## TRY IT
Give back exactly the first lines of the entries below, through the line with "let build_mutex = SETTINGS_BUILD_MUTEX.get_or_init(||".

## LISTED RECORDS

=== Section Start ===

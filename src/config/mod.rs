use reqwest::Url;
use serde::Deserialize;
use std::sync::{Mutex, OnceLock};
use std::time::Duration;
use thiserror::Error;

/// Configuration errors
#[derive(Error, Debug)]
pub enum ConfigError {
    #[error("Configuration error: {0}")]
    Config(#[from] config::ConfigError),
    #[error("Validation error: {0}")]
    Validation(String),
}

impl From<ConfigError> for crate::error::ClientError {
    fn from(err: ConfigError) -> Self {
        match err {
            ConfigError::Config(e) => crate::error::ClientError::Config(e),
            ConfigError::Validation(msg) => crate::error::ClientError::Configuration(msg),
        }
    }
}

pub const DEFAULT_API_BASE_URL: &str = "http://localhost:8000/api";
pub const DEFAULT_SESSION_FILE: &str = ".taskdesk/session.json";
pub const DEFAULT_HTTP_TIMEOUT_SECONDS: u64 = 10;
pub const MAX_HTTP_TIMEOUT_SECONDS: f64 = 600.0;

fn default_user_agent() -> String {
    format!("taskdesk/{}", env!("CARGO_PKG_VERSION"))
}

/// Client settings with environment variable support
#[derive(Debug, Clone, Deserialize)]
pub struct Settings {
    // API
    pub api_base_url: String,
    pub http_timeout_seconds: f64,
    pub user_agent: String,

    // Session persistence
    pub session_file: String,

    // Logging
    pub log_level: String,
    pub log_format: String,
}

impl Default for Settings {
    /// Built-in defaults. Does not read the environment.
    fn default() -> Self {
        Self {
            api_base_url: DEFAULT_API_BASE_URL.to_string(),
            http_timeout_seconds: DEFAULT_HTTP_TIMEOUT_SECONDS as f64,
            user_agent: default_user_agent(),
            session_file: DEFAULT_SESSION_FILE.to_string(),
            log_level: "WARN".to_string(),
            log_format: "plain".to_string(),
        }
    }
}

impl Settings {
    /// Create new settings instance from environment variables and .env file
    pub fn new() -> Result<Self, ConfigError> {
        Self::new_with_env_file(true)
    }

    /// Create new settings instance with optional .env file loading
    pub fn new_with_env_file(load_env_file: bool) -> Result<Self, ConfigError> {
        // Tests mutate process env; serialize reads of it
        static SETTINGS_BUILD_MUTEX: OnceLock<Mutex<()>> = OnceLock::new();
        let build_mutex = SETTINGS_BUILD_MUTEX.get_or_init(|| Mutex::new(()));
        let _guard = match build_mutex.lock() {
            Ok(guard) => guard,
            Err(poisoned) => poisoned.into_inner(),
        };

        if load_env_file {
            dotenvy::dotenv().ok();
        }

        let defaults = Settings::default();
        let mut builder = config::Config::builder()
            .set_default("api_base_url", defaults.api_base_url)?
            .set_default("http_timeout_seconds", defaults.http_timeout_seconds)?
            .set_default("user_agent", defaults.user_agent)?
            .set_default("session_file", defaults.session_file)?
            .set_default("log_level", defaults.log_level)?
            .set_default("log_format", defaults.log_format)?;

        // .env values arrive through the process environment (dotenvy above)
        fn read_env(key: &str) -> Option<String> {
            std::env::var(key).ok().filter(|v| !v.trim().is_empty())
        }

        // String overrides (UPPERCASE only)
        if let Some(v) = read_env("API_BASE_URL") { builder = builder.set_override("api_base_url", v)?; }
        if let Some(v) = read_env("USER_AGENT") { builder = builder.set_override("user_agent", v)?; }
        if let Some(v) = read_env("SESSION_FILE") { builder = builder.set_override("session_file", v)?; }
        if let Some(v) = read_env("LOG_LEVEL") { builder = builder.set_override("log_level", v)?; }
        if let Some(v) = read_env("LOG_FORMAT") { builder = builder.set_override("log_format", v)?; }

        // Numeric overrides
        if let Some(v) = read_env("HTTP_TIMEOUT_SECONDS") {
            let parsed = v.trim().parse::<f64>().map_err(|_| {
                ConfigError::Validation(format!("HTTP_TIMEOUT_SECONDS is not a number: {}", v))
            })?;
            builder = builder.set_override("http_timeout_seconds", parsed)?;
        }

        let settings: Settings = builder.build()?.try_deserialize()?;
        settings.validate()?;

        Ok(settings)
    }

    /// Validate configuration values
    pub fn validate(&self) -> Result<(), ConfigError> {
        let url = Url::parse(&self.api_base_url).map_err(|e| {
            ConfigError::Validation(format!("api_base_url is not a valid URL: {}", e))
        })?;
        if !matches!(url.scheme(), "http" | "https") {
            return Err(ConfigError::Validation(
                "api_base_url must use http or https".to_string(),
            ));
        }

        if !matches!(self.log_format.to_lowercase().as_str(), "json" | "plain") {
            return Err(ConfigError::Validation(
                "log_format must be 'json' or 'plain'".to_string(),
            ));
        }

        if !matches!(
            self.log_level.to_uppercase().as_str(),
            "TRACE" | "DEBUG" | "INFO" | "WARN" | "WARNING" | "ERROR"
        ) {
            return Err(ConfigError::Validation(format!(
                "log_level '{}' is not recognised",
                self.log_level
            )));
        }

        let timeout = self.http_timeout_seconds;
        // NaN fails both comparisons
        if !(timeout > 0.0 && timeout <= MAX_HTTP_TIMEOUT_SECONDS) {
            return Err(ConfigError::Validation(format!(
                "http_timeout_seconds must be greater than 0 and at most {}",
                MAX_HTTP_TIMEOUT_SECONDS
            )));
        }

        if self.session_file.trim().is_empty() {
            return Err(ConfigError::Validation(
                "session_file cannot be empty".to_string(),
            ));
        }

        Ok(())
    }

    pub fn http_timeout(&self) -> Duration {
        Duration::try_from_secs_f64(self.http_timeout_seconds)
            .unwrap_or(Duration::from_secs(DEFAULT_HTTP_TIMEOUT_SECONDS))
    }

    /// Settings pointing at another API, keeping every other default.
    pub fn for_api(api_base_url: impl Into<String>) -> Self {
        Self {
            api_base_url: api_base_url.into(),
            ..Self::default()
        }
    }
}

=== Section End ===

## TASK RESULT
filename src/config/mod.rs
use reqwest::Url;
use serde::Deserialize;
use std::sync::{Mutex, OnceLock};
use std::time::Duration;
use thiserror::Error;

/// Configuration errors
#[derive(Error, Debug)]
pub enum ConfigError {
    #[error("Configuration error: {0}")]
    Config(#[from] config::ConfigError),
    #[error("Validation error: {0}")]
    Validation(String),
}

impl From<ConfigError> for crate::error::ClientError {
    fn from(err: ConfigError) -> Self {
        match err {
            ConfigError::Config(e) => crate::error::ClientError::Config(e),
            ConfigError::Validation(msg) => crate::error::ClientError::Configuration(msg),
        }
    }
}

pub const DEFAULT_API_BASE_URL: &str = "http://localhost:8000/api";
pub const DEFAULT_SESSION_FILE: &str = ".taskdesk/session.json";
pub const DEFAULT_HTTP_TIMEOUT_SECONDS: u64 = 10;
pub const MAX_HTTP_TIMEOUT_SECONDS: f64 = 600.0;

fn default_user_agent() -> String {
    format!("taskdesk/{}", env!("CARGO_PKG_VERSION"))
}

/// Client settings with environment variable support
#[derive(Debug, Clone, Deserialize)]
pub struct Settings {
    // API
    pub api_base_url: String,
    pub http_timeout_seconds: f64,
    pub user_agent: String,

    // Session persistence
    pub session_file: String,

    // Logging
    pub log_level: String,
    pub log_format: String,
}

impl Default for Settings {
    /// Built-in defaults. Does not read the environment.
    fn default() -> Self {
        Self {
            api_base_url: DEFAULT_API_BASE_URL.to_string(),
            http_timeout_seconds: DEFAULT_HTTP_TIMEOUT_SECONDS as f64,
            user_agent: default_user_agent(),
            session_file: DEFAULT_SESSION_FILE.to_string(),
            log_level: "WARN".to_string(),
            log_format: "plain".to_string(),
        }
    }
}

impl Settings {
    /// Create new settings instance from environment variables and .env file
    pub fn new() -> Result<Self, ConfigError> {
        Self::new_with_env_file(true)
    }

    /// Create new settings instance with optional .env file loading
    pub fn new_with_env_file(load_env_file: bool) -> Result<Self, ConfigError> {
        // Tests mutate process env; serialize reads of it
        static SETTINGS_BUILD_MUTEX: OnceLock<Mutex<()>> = OnceLock::new();
        let build_mutex = SETTINGS_BUILD_MUTEX.get_or_init(|| Mutex::new(()));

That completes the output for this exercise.